Urban Planning is a wide field that includes planned cities (A planned community, or planned city, is any community that was carefully planned from its inception and is typically constructed in a previously undeveloped area. For example, in the ancient world, Machu Picchu (Photograph 31.1) is considered a very well planned city. This ancient Incan city is considered ―mindbogglingly complex and planned‖. The city is built on top of a mountain, through a process of terraces leading up the mountainside to the top, is both beautifully stunning as well as functional as torrential rains were dealt with by a multilayer of different materials in the terraces combined with complex aqueducts and ridges throughout the city.
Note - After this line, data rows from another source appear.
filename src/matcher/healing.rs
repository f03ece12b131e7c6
use serde::Serialize;
use tracing::info;

use crate::embedding::EmbeddingService;
use crate::error::EmbeddingError;
use crate::matcher::best_match::best_match;
use crate::record::ElementRecord;

/// Informational note when more than one candidate qualified and the first
/// one was kept. Logged, never raised.
#[derive(Debug, Clone, PartialEq, Serialize)]
pub struct AmbiguityNote {
    pub context: String,
    pub kept: String,
    pub discarded: Vec<String>,
    pub score: Option<f32>,
}

impl AmbiguityNote {
    pub fn log(&self) {
        info!(
            context = %self.context,
            kept = %self.kept,
            discarded = ?self.discarded,
            score = ?self.score,
            "ambiguous match, kept first candidate"
        );
    }
}

/// Text a stored record is matched on during self-healing.
pub fn describe_record(record: &ElementRecord) -> String {
    let mut parts: Vec<String> = [
        &record.unique_name,
        &record.label_text,
        &record.intent,
        &record.ocr_type,
        &record.tag_name,
        &record.placeholder,
    ]
    .into_iter()
    .filter(|s| !s.trim().is_empty())
    .cloned()
    .collect();

    if !record.data_attrs.is_empty() {
        if let Ok(json) = serde_json::to_string(&record.data_attrs) {
            parts.push(json);
        }
    }
    if let Some(sample) = record.sample_value.as_deref().filter(|s| !s.trim().is_empty()) {
        parts.push(sample.to_string());
    }
    parts.join(" ")
}

/// A stored record chosen to stand in for a name that failed to resolve.
#[derive(Debug, Clone)]
pub struct HealCandidate {
    pub record: ElementRecord,
    pub score: f32,
}

/// Pick the stored record most similar to `query`. Every record is a
/// candidate, including one whose own strategies just failed.
pub fn find_heal_candidate(
    embedder: &dyn EmbeddingService,
    query: &str,
    records: &[ElementRecord],
    threshold: f32,
) -> Result<Option<HealCandidate>, EmbeddingError> {
    let candidates: Vec<&ElementRecord> = records.iter().collect();

    let selection = best_match(embedder, query, &candidates, |r| describe_record(r), threshold)?;

    Ok(selection.map(|sel| {
        if sel.is_ambiguous() {
            AmbiguityNote {
                context: format!("self-healing '{}'", query),
                kept: candidates[sel.index].unique_name.clone(),
                discarded: sel.tied.iter().map(|i| candidates[*i].unique_name.clone()).collect(),
                score: Some(sel.score),
            }
            .log();
        }
        HealCandidate {
            record: candidates[sel.index].clone(),
            score: sel.score,
        }
    }))
}
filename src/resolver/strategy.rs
use std::time::Duration;

use serde::{Deserialize, Serialize};

use crate::browser::locator::{ElementFacts, Locator};
use crate::browser::page::LivePage;
use crate::error::SessionError;
use crate::record::ElementRecord;

// ============================================================================
// Strategy descriptors
// ============================================================================

/// Direct lookup strategies in precedence order.
#[derive(Debug, Clone, Copy, PartialEq, Eq, PartialOrd, Ord, Hash, Serialize, Deserialize)]
#[serde(rename_all = "snake_case")]
pub enum StrategyKind {
    TestId,
    Role,
    Label,
    Placeholder,
    Text,
    DisplayValue,
    IdExact,
    IdPartial,
    ClassExact,
    ClassPartial,
    ClassList,
    Custom,
}

impl StrategyKind {
    pub const ORDERED: [StrategyKind; 12] = [
        StrategyKind::TestId,
        StrategyKind::Role,
        StrategyKind::Label,
        StrategyKind::Placeholder,
        StrategyKind::Text,
        StrategyKind::DisplayValue,
        StrategyKind::IdExact,
        StrategyKind::IdPartial,
        StrategyKind::ClassExact,
        StrategyKind::ClassPartial,
        StrategyKind::ClassList,
        StrategyKind::Custom,
    ];

    pub fn as_str(&self) -> &'static str {
        match self {
            StrategyKind::TestId => "test_id",
            StrategyKind::Role => "role",
            StrategyKind::Label => "label",
            StrategyKind::Placeholder => "placeholder",
            StrategyKind::Text => "text",
            StrategyKind::DisplayValue => "display_value",
            StrategyKind::IdExact => "id_exact",
            StrategyKind::IdPartial => "id_partial",
            StrategyKind::ClassExact => "class_exact",
            StrategyKind::ClassPartial => "class_partial",
            StrategyKind::ClassList => "class_list",
            StrategyKind::Custom => "custom",
        }
    }

    /// Locators this strategy derives from a record. Empty when the record
    /// lacks the data the strategy needs.
    pub fn locators(&self, record: &ElementRecord) -> Vec<Locator> {
        match self {
            StrategyKind::TestId => record
                .data_attrs
                .iter()
                .filter(|(k, v)| is_test_id_attribute(k) && !v.trim().is_empty())
                .map(|(k, v)| Locator::TestId {
                    attribute: k.clone(),
                    value: v.trim().to_string(),
                })
                .collect(),
            StrategyKind::Role => role_for(record)
                .map(|role| Locator::Role {
                    role: role.to_string(),
                    name: non_blank(&record.label_text),
                })
                .into_iter()
                .collect(),
            StrategyKind::Label => non_blank(&record.label_text)
                .map(|text| Locator::Label { text })
                .into_iter()
                .collect(),
            StrategyKind::Placeholder => non_blank(&record.placeholder)
                .map(|text| Locator::Placeholder { text })
                .into_iter()
                .collect(),
            StrategyKind::Text => non_blank(&record.text)
                .or_else(|| non_blank(&record.label_text))
                .map(|text| Locator::Text { text })
                .into_iter()
                .collect(),
            StrategyKind::DisplayValue => non_blank(&record.value)
                .or_else(|| record.sample_value.as_deref().and_then(non_blank))
                .map(|value| Locator::DisplayValue { value })
                .into_iter()
                .collect(),
            StrategyKind::IdExact => css_attr(&record.dom_id, "id", "="),
            StrategyKind::IdPartial => css_attr(&record.dom_id, "id", "*="),
            StrategyKind::ClassExact => css_attr(&record.dom_class, "class", "="),
            StrategyKind::ClassPartial => css_attr(&record.dom_class, "class", "*="),
            StrategyKind::ClassList => {
                let classes: Vec<String> = record.dom_class.split_whitespace().map(escape_ident).collect();
                if classes.is_empty() {
                    Vec::new()
                } else {
                    vec![Locator::Css {
                        selector: format!(".{}", classes.join(".")),
                    }]
                }
            }
            StrategyKind::Custom => record
                .custom_selector
                .as_deref()
                .and_then(non_blank)
                .map(|selector| Locator::Css { selector })
                .into_iter()
                .collect(),
        }
    }
}

/// One concrete lookup to try.
#[derive(Debug, Clone, PartialEq)]
pub struct StrategyAttempt {
    pub kind: StrategyKind,
    pub locator: Locator,
}

/// Every lookup a record supports, in precedence order.
pub fn strategy_chain(record: &ElementRecord) -> Vec<StrategyAttempt> {
    StrategyKind::ORDERED
        .iter()
        .flat_map(|kind| {
            kind.locators(record)
                .into_iter()
                .map(move |locator| StrategyAttempt { kind: *kind, locator })
        })
        .collect()
}

fn non_blank(s: &str) -> Option<String> {
    let trimmed = s.trim();
    if trimmed.is_empty() { None } else { Some(trimmed.to_string()) }
}

fn is_test_id_attribute(key: &str) -> bool {
    let key = key.to_lowercase();
    key.contains("test") || key.contains("qa")
}

/// ARIA role implied by the record's tag.
pub fn role_for(record: &ElementRecord) -> Option<&'static str> {
    let tag = record.tag_name.trim().to_lowercase();
    if tag == "input" && record.input_type.eq_ignore_ascii_case("checkbox") {
        return Some("checkbox");
    }
    match tag.as_str() {
        "button" => Some("button"),
        "input" => Some("textbox"),
        "select" => Some("combobox"),
        "textarea" => Some("textbox"),
        "checkbox" => Some("checkbox"),
        _ => None,
    }
}

fn css_attr(value: &str, attribute: &str, op: &str) -> Vec<Locator> {
    match non_blank(value) {
        Some(v) => vec![Locator::Css {
            selector: format!("[{}{}\"{}\"]", attribute, op, escape_attr_value(&v)),
        }],
        None => Vec::new(),
    }
}

fn escape_attr_value(value: &str) -> String {
    value.replace('\\', "\\\\").replace('"', "\\\"")
}

/// Escape a class name for use in a `.class` selector.
fn escape_ident(ident: &str) -> String {
    let leading_hyphen = ident.starts_with('-');
    let mut out = String::with_capacity(ident.len());
    for (i, c) in ident.chars().enumerate() {
        // an identifier may not start with a digit, nor with a hyphen then a digit
        let digit_at_start = c.is_ascii_digit() && (i == 0 || (i == 1 && leading_hyphen));
        if digit_at_start {
            out.push_str(&format!("\\3{} ", c));
        } else if c.is_ascii_alphanumeric() || c == '-' || c == '_' {
            out.push(c);
        } else {
            out.push('\\');
            out.push(c);
        }
    }
    out
}
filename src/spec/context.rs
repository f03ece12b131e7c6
use crate::spec::spec_model::{AssertionResult, HealedReference};

/// Mutable state of one scenario while the runner walks its steps.
#[derive(Debug, Clone, Default)]
pub struct TestContext {
    /// Index of the step being executed (0-based)
    pub current_step: usize,

    /// Assertion outcomes gathered so far, in step order
    pub assertion_results: Vec<AssertionResult>,

    /// Element references that only resolved through self-healing
    pub healed: Vec<HealedReference>,
}

impl TestContext {
    pub fn new() -> Self {
        Self::default()
    }

    /// Append the outcomes of one `assert` step.
    pub fn record_assertions(&mut self, results: Vec<AssertionResult>) {
        self.assertion_results.extend(results);
    }

    /// Note that `requested` was served by `healed_to` at the current step.
    pub fn record_healed(&mut self, requested: &str, healed_to: &str) {
        self.healed.push(HealedReference {
            step_index: self.current_step,
            requested: requested.to_string(),
            healed_to: healed_to.to_string(),
        });
    }

    /// True when no assertion has failed. Vacuously true before any ran.
    pub fn all_passed(&self) -> bool {
        self.assertion_results.iter().all(|r| r.passed)
    }

    /// Number of assertions that held.
    pub fn pass_count(&self) -> usize {
        self.assertion_results.iter().filter(|r| r.passed).count()
    }

    /// Number of assertions that did not hold.
    pub fn fail_count(&self) -> usize {
        self.assertion_results.iter().filter(|r| !r.passed).count()
    }
}
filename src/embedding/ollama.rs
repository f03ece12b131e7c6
use std::time::Duration;

use serde::{Deserialize, Serialize};
use tracing::debug;

use crate::embedding::EmbeddingService;
use crate::error::EmbeddingError;

pub const DEFAULT_ENDPOINT: &str = "http://localhost:11434/api/embed";
pub const DEFAULT_MODEL: &str = "all-minilm";

#[derive(Debug, Serialize)]
struct EmbedRequest<'a> {
    model: &'a str,
    input: &'a [String],
}

#[derive(Debug, Deserialize)]
struct EmbedResponse {
    #[serde(default)]
    embeddings: Vec<Vec<f32>>,
}

/// Embedding backend calling a local Ollama server.
pub struct OllamaEmbedder {
    endpoint: String,
    model: String,
    dimension: usize,
    client: reqwest::blocking::Client,
}

impl OllamaEmbedder {
    /// `dimension` is what the model is expected to return; it is only
    /// reported, not enforced.
    pub fn new(endpoint: &str, model: &str, dimension: usize) -> Self {
        let client = reqwest::blocking::Client::builder()
            .timeout(Duration::from_secs(30))
            .build()
            .unwrap_or_else(|_| reqwest::blocking::Client::new());
        OllamaEmbedder {
            endpoint: endpoint.to_string(),
            model: model.to_string(),
            dimension,
            client,
        }
    }

    fn request(&self, input: &[String]) -> Result<Vec<Vec<f32>>, EmbeddingError> {
        let response = self
            .client
            .post(&self.endpoint)
            .json(&EmbedRequest {
                model: &self.model,
                input,
            })
            .send()
            .map_err(|e| EmbeddingError::Http {
                endpoint: self.endpoint.clone(),
                source: e,
            })?;

        let status = response.status();
        if !status.is_success() {
            let body = response.text().unwrap_or_default();
            return Err(EmbeddingError::Status {
                status: status.as_u16(),
                body,
            });
        }

        let parsed: EmbedResponse = response.json().map_err(|e| EmbeddingError::Http {
            endpoint: self.endpoint.clone(),
            source: e,
        })?;

        if parsed.embeddings.len() != input.len() {
            return Err(EmbeddingError::Shape {
                expected: input.len(),
                got: parsed.embeddings.len(),
            });
        }
        debug!(model = %self.model, count = input.len(), "embedded batch");
        Ok(parsed.embeddings)
    }
}

impl EmbeddingService for OllamaEmbedder {
    fn embed(&self, text: &str) -> Result<Vec<f32>, EmbeddingError> {
        let mut vectors = self.request(&[text.to_string()])?;
        vectors.pop().ok_or(EmbeddingError::Shape { expected: 1, got: 0 })
    }

    fn embed_batch(&self, texts: &[String]) -> Result<Vec<Vec<f32>>, EmbeddingError> {
        if texts.is_empty() {
            return Ok(Vec::new());
        }
        self.request(texts)
    }

    fn dimension(&self) -> usize {
        self.dimension
    }
}
use std::collections::BTreeMap;
use std::sync::RwLock;

use crate::error::StoreError;
use crate::record::ElementRecord;
use crate::store::{ElementStore, apply_upserts, pick_by_unique_name};

/// Process-local store. Iteration order is by id.
#[derive(Debug, Default)]
pub struct InMemoryStore {
    records: RwLock<BTreeMap<String, ElementRecord>>,
}

impl InMemoryStore {
    pub fn new() -> Self {
        Self::default()
    }

    pub fn with_records(records: Vec<ElementRecord>) -> Self {
        let mut map = BTreeMap::new();
        apply_upserts(&mut map, records);
        InMemoryStore {
            records: RwLock::new(map),
        }
    }

    pub fn len(&self) -> usize {
        self.records.read().map(|m| m.len()).unwrap_or(0)
    }

    pub fn is_empty(&self) -> bool {
        self.len() == 0
    }
}

impl ElementStore for InMemoryStore {
    fn get(&self, id: &str) -> Result<Option<ElementRecord>, StoreError> {
        let map = self.records.read().map_err(|_| StoreError::Poisoned)?;
        Ok(map.get(id).cloned())
    }

    fn get_by_unique_name(&self, unique_name: &str) -> Result<Option<ElementRecord>, StoreError> {
        let map = self.records.read().map_err(|_| StoreError::Poisoned)?;
        Ok(pick_by_unique_name(map.values(), unique_name))
    }

    fn get_by_page(&self, page_name: &str) -> Result<Vec<ElementRecord>, StoreError> {
        let map = self.records.read().map_err(|_| StoreError::Poisoned)?;
        Ok(map.values().filter(|r| r.page_name == page_name).cloned().collect())
    }

    fn all(&self) -> Result<Vec<ElementRecord>, StoreError> {
        let map = self.records.read().map_err(|_| StoreError::Poisoned)?;
        Ok(map.values().cloned().collect())
    }

    fn upsert_many(&self, records: Vec<ElementRecord>) -> Result<(), StoreError> {
        let mut map = self.records.write().map_err(|_| StoreError::Poisoned)?;
        apply_upserts(&mut map, records);
        Ok(())
    }
}
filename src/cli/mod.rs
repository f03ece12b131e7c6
pub mod commands;
pub mod config;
The planned aqueduct system also supplies water everywhere in the city, with a process that calculated how to keep a constant precise rate of flow even in the rain (https://www.quora.com/What-is-the-most-wellplanned-city-in-the-world Accessed 11 Aug 2016).This contrasts with settlements that evolve in a more ad hoc or unplanned-haphazard manner). Urban planning also includes Redevelopment, which refers to state and federal statutes which give cities and counties the authority to establish redevelopment agencies and give the agencies the authority to attack problems of urban decay. The fundamental tools of a redevelopment agency include the authority to acquire real property, the power of eminent domain, to develop and sell property without bidding and the authority and responsibility of relocating persons who have interests in the property acquired by the agency. It also includes Urban Design, which is the process of designing and shaping cities, towns and villages. In contrast to architecture, which is of smaller scale as it focuses on the design of individual buildings, urban design deals with the larger scale of designing groups of buildings, transportation hubs and streets/railways, greenlungs and public spaces, housing estates and neighbourhoods and districts, and even entire cities. The ultimate goal of urban planning is to create urban areas that are all at once functional, attractive and sustainable (Inam, 2013). Urban planning also includes Transit Oriented Development (TOD) (see Chapter 27) which focuses on transportation planning, among other things.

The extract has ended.